Source material -
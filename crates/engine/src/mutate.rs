//! Identifier-driven field mutation
//!
//! For every element of an [`ElementSet`] the mutator reads the identifier
//! field, asks the [`MutationPolicy`] what the target field should hold and
//! writes it:
//!
//! | Policy | Identifier matches | Otherwise |
//! |--------|--------------------|-----------|
//! | `Membership` | `match_value` | `default_value`, or JSON `null` |
//! | `Lookup` | `mapping[identifier]` | `default_value`, or JSON `null` |
//!
//! Written values are always JSON strings; only the fallback without a
//! default writes a `null` literal.
//!
//! A batch is all or nothing: every element is evaluated before the first
//! write, so an element that fails leaves the document untouched.

use std::borrow::Cow;
use std::collections::{BTreeMap, BTreeSet};

use annotate_core::{type_name, Error, JsonValue, Result};
use serde::{Deserialize, Serialize};
use serde_json::{Map, Value};

use crate::extract::ElementSet;

/// What to do with an element that has no identifier field
///
/// Only an absent field is missing; a present `null` is an invalid identifier.
#[derive(Debug, Clone, Copy, PartialEq, Eq, Serialize, Deserialize)]
#[serde(rename_all = "snake_case")]
pub enum MissingIdentifier {
    /// Abort the batch with `MissingIdentifier`
    Fail,
    /// Treat the element as matching nothing
    TreatAsNoMatch,
}

/// How the target field value is chosen
///
/// # Examples
///
/// ```
/// use annotate_engine::{Annotation, MutationPolicy};
///
/// let policy = MutationPolicy::membership(["BackOffice"], "true").with_default("false");
/// assert_eq!(policy.evaluate(Some("BackOffice")), Annotation::Matched("true"));
/// assert_eq!(policy.evaluate(Some("API")), Annotation::Defaulted("false"));
///
/// let policy = MutationPolicy::lookup([("kelvin", "휴가중")]);
/// assert_eq!(policy.evaluate(Some("kelvin")), Annotation::Matched("휴가중"));
/// assert_eq!(policy.evaluate(None), Annotation::Null);
/// ```
#[derive(Debug, Clone, PartialEq, Eq, Serialize, Deserialize)]
#[serde(tag = "policy", rename_all = "snake_case")]
pub enum MutationPolicy {
    /// Identifier in a fixed set
    Membership {
        /// Identifiers that match
        identifiers: BTreeSet<String>,
        /// Value written on a match
        match_value: String,
        /// Value written otherwise; `None` writes JSON null
        #[serde(default)]
        default_value: Option<String>,
    },
    /// Identifier used as a key into a mapping
    Lookup {
        /// Identifier to value
        mapping: BTreeMap<String, String>,
        /// Value written when the identifier is not a key; `None` writes JSON null
        #[serde(default)]
        default_value: Option<String>,
    },
}

impl MutationPolicy {
    /// Membership policy without a default
    pub fn membership<I, S>(identifiers: I, match_value: impl Into<String>) -> Self
    where
        I: IntoIterator<Item = S>,
        S: Into<String>,
    {
        MutationPolicy::Membership {
            identifiers: identifiers.into_iter().map(Into::into).collect(),
            match_value: match_value.into(),
            default_value: None,
        }
    }

    /// Lookup policy without a default
    pub fn lookup<I, K, V>(mapping: I) -> Self
    where
        I: IntoIterator<Item = (K, V)>,
        K: Into<String>,
        V: Into<String>,
    {
        MutationPolicy::Lookup {
            mapping: mapping
                .into_iter()
                .map(|(k, v)| (k.into(), v.into()))
                .collect(),
            default_value: None,
        }
    }

    /// Set the value written for non-matching elements
    pub fn with_default(self, default: impl Into<String>) -> Self {
        self.with_optional_default(Some(default.into()))
    }

    /// Set or clear the value written for non-matching elements
    pub fn with_optional_default(mut self, default: Option<String>) -> Self {
        match &mut self {
            MutationPolicy::Membership { default_value, .. }
            | MutationPolicy::Lookup { default_value, .. } => *default_value = default,
        }
        self
    }

    /// Value written for non-matching elements
    pub fn default_value(&self) -> Option<&str> {
        match self {
            MutationPolicy::Membership { default_value, .. }
            | MutationPolicy::Lookup { default_value, .. } => default_value.as_deref(),
        }
    }

    /// Decide the annotation for an identifier (`None` = no identifier)
    pub fn evaluate(&self, identifier: Option<&str>) -> Annotation<'_> {
        let matched = identifier.and_then(|id| match self {
            MutationPolicy::Membership {
                identifiers,
                match_value,
                ..
            } => identifiers.contains(id).then_some(match_value.as_str()),
            MutationPolicy::Lookup { mapping, .. } => mapping.get(id).map(String::as_str),
        });

        match (matched, self.default_value()) {
            (Some(value), _) => Annotation::Matched(value),
            (None, Some(default)) => Annotation::Defaulted(default),
            (None, None) => Annotation::Null,
        }
    }
}

/// Outcome of evaluating a policy for one element
#[derive(Debug, Clone, Copy, PartialEq, Eq)]
pub enum Annotation<'a> {
    /// Identifier matched
    Matched(&'a str),
    /// No match, default written
    Defaulted(&'a str),
    /// No match and no default
    Null,
}

impl Annotation<'_> {
    /// JSON value written to the target field
    pub fn to_value(&self) -> Value {
        match self {
            Annotation::Matched(v) | Annotation::Defaulted(v) => Value::String((*v).to_string()),
            Annotation::Null => Value::Null,
        }
    }
}

/// Counts of what a mutation wrote
#[derive(Debug, Clone, Copy, Default, PartialEq, Eq, Serialize, Deserialize)]
pub struct MutationSummary {
    /// Elements whose identifier matched
    pub matched: usize,
    /// Elements that received the default value
    pub defaulted: usize,
    /// Elements that received JSON null
    pub nulled: usize,
}

impl MutationSummary {
    /// Total elements written
    pub fn total(&self) -> usize {
        self.matched + self.defaulted + self.nulled
    }

    fn record(&mut self, annotation: &Annotation<'_>) {
        match annotation {
            Annotation::Matched(_) => self.matched += 1,
            Annotation::Defaulted(_) => self.defaulted += 1,
            Annotation::Null => self.nulled += 1,
        }
    }
}

/// String form of an identifier value.
///
/// Strings are taken verbatim, numbers in their source text, booleans as
/// `true`/`false`. `Ok(None)` means the field is absent; `null`, objects and
/// arrays are `InvalidIdentifier`.
pub fn identifier_of<'a>(
    element: &'a Map<String, Value>,
    identifier_field: &str,
) -> Result<Option<Cow<'a, str>>> {
    match element.get(identifier_field) {
        None => Ok(None),
        Some(Value::String(s)) => Ok(Some(Cow::Borrowed(s.as_str()))),
        Some(Value::Number(n)) => Ok(Some(Cow::Owned(n.to_string()))),
        Some(Value::Bool(b)) => Ok(Some(Cow::Owned(b.to_string()))),
        Some(other) => Err(Error::InvalidIdentifier {
            field: identifier_field.to_string(),
            found: type_name(other).to_string(),
        }),
    }
}

/// Write `target_field` on every element of `set` according to `policy`.
///
/// # Errors
///
/// - `MissingIdentifier` for an element without the identifier field when
///   `on_missing` is [`MissingIdentifier::Fail`]
/// - `InvalidIdentifier` when an identifier is null, an object or an array
/// - `StaleElements` when `tree` is not the tree `set` was extracted from
///
/// On error nothing has been written.
pub fn mutate(
    tree: &mut JsonValue,
    set: &ElementSet,
    identifier_field: &str,
    target_field: &str,
    policy: &MutationPolicy,
    on_missing: MissingIdentifier,
) -> Result<MutationSummary> {
    let mut objects = set.objects_mut(tree)?;

    let annotations = objects
        .iter()
        .enumerate()
        .map(|(position, obj)| {
            let identifier = identifier_of(obj, identifier_field)?;
            if identifier.is_none() && on_missing == MissingIdentifier::Fail {
                return Err(Error::MissingIdentifier {
                    field: identifier_field.to_string(),
                    position,
                });
            }
            Ok(policy.evaluate(identifier.as_deref()))
        })
        .collect::<Result<Vec<_>>>()?;

    let mut summary = MutationSummary::default();
    for (obj, annotation) in objects.iter_mut().zip(&annotations) {
        obj.insert(target_field.to_string(), annotation.to_value());
        summary.record(annotation);
    }

    tracing::debug!(
        target: "annotate::mutate",
        path = %set.path(),
        identifier_field,
        target_field,
        matched = summary.matched,
        defaulted = summary.defaulted,
        nulled = summary.nulled,
        "annotated elements"
    );

    Ok(summary)
}
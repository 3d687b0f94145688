//! Writing an element set back into its document
//!
//! Field edits made through handles are already part of the tree; the
//! rewriter only replaces the container at the set's path with a freshly
//! built array holding the handled elements in order. Members that were
//! skipped at extraction (non-objects) do not appear in the new array.
//!
//! A path that named a single object becomes a one-element array under
//! [`ContainerMode::Array`]; [`ContainerMode::Preserve`] writes the object back
//! as it was found.

use annotate_core::{resolve_parent_mut, JsonValue, Result};
use serde::{Deserialize, Serialize};
use serde_json::Value;

use crate::extract::{Container, ElementSet};

/// Container written at the target path
#[derive(Debug, Clone, Copy, Default, PartialEq, Eq, Serialize, Deserialize)]
#[serde(rename_all = "snake_case")]
pub enum ContainerMode {
    /// Always write an array, even for a single-object target
    #[default]
    Array,
    /// Keep a single-object target an object
    Preserve,
}

/// Serialized form of the output document
#[derive(Debug, Clone, Copy, Default, PartialEq, Eq, Serialize, Deserialize)]
#[serde(rename_all = "snake_case")]
pub enum OutputFormat {
    /// No insignificant whitespace
    #[default]
    Compact,
    /// Two-space indented
    Pretty,
}

impl OutputFormat {
    /// Serialize `tree` in this format
    pub fn render(&self, tree: &JsonValue) -> String {
        match self {
            OutputFormat::Compact => tree.to_json_string(),
            OutputFormat::Pretty => tree.to_json_string_pretty(),
        }
    }
}

/// Replace the node at the set's path with the handled elements.
///
/// The key keeps its position among its siblings. On error the tree is
/// unchanged.
///
/// # Errors
///
/// - `NotAnObject` / `NotFound` when the parent of the final segment cannot be reached
/// - `StaleElements` when `tree` no longer matches the set
pub fn rewrite(tree: &mut JsonValue, set: ElementSet, mode: ContainerMode) -> Result<()> {
    set.verify(tree)?;

    let path = set.path().clone();
    let (parent, key) = resolve_parent_mut(tree, &path).map_err(|e| e.into_error(&path))?;

    let replacement = match (set.container(), parent.get_mut(key).map(std::mem::take)) {
        (Container::Object, Some(obj @ Value::Object(_))) => match mode {
            ContainerMode::Preserve => obj,
            ContainerMode::Array => Value::Array(vec![obj]),
        },
        (Container::Array, Some(Value::Array(items))) => {
            let mut slots: Vec<Option<Value>> = items.into_iter().map(Some).collect();
            let elements = set
                .handles()
                .iter()
                .filter_map(|h| slots.get_mut(h.position()?)?.take())
                .collect();
            Value::Array(elements)
        }
        // verify() rules out every other shape
        (_, previous) => previous.unwrap_or_default(),
    };

    parent.insert(key.to_string(), replacement);

    tracing::debug!(
        target: "annotate::rewrite",
        path = %path,
        elements = set.len(),
        dropped = set.skipped(),
        ?mode,
        "rewrote target"
    );

    Ok(())
}

/// Rewrite `tree` and serialize it.
pub fn rewrite_to_string(
    mut tree: JsonValue,
    set: ElementSet,
    mode: ContainerMode,
    format: OutputFormat,
) -> Result<String> {
    rewrite(&mut tree, set, mode)?;
    Ok(format.render(&tree))
}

Description of the task -
The line above containing "(None, None) =>", the line containing "Annotation::Defaulted(_) => self.defaulted", and every line between them are to be transcribed exactly; no other line is wanted.

Answer box -
            (None, None) => Annotation::Null,
        }
    }
}

/// Outcome of evaluating a policy for one element
#[derive(Debug, Clone, Copy, PartialEq, Eq)]
pub enum Annotation<'a> {
    /// Identifier matched
    Matched(&'a str),
    /// No match, default written
    Defaulted(&'a str),
    /// No match and no default
    Null,
}

impl Annotation<'_> {
    /// JSON value written to the target field
    pub fn to_value(&self) -> Value {
        match self {
            Annotation::Matched(v) | Annotation::Defaulted(v) => Value::String((*v).to_string()),
            Annotation::Null => Value::Null,
        }
    }
}

/// Counts of what a mutation wrote
#[derive(Debug, Clone, Copy, Default, PartialEq, Eq, Serialize, Deserialize)]
pub struct MutationSummary {
    /// Elements whose identifier matched
    pub matched: usize,
    /// Elements that received the default value
    pub defaulted: usize,
    /// Elements that received JSON null
    pub nulled: usize,
}

impl MutationSummary {
    /// Total elements written
    pub fn total(&self) -> usize {
        self.matched + self.defaulted + self.nulled
    }

    fn record(&mut self, annotation: &Annotation<'_>) {
        match annotation {
            Annotation::Matched(_) => self.matched += 1,
            Annotation::Defaulted(_) => self.defaulted += 1,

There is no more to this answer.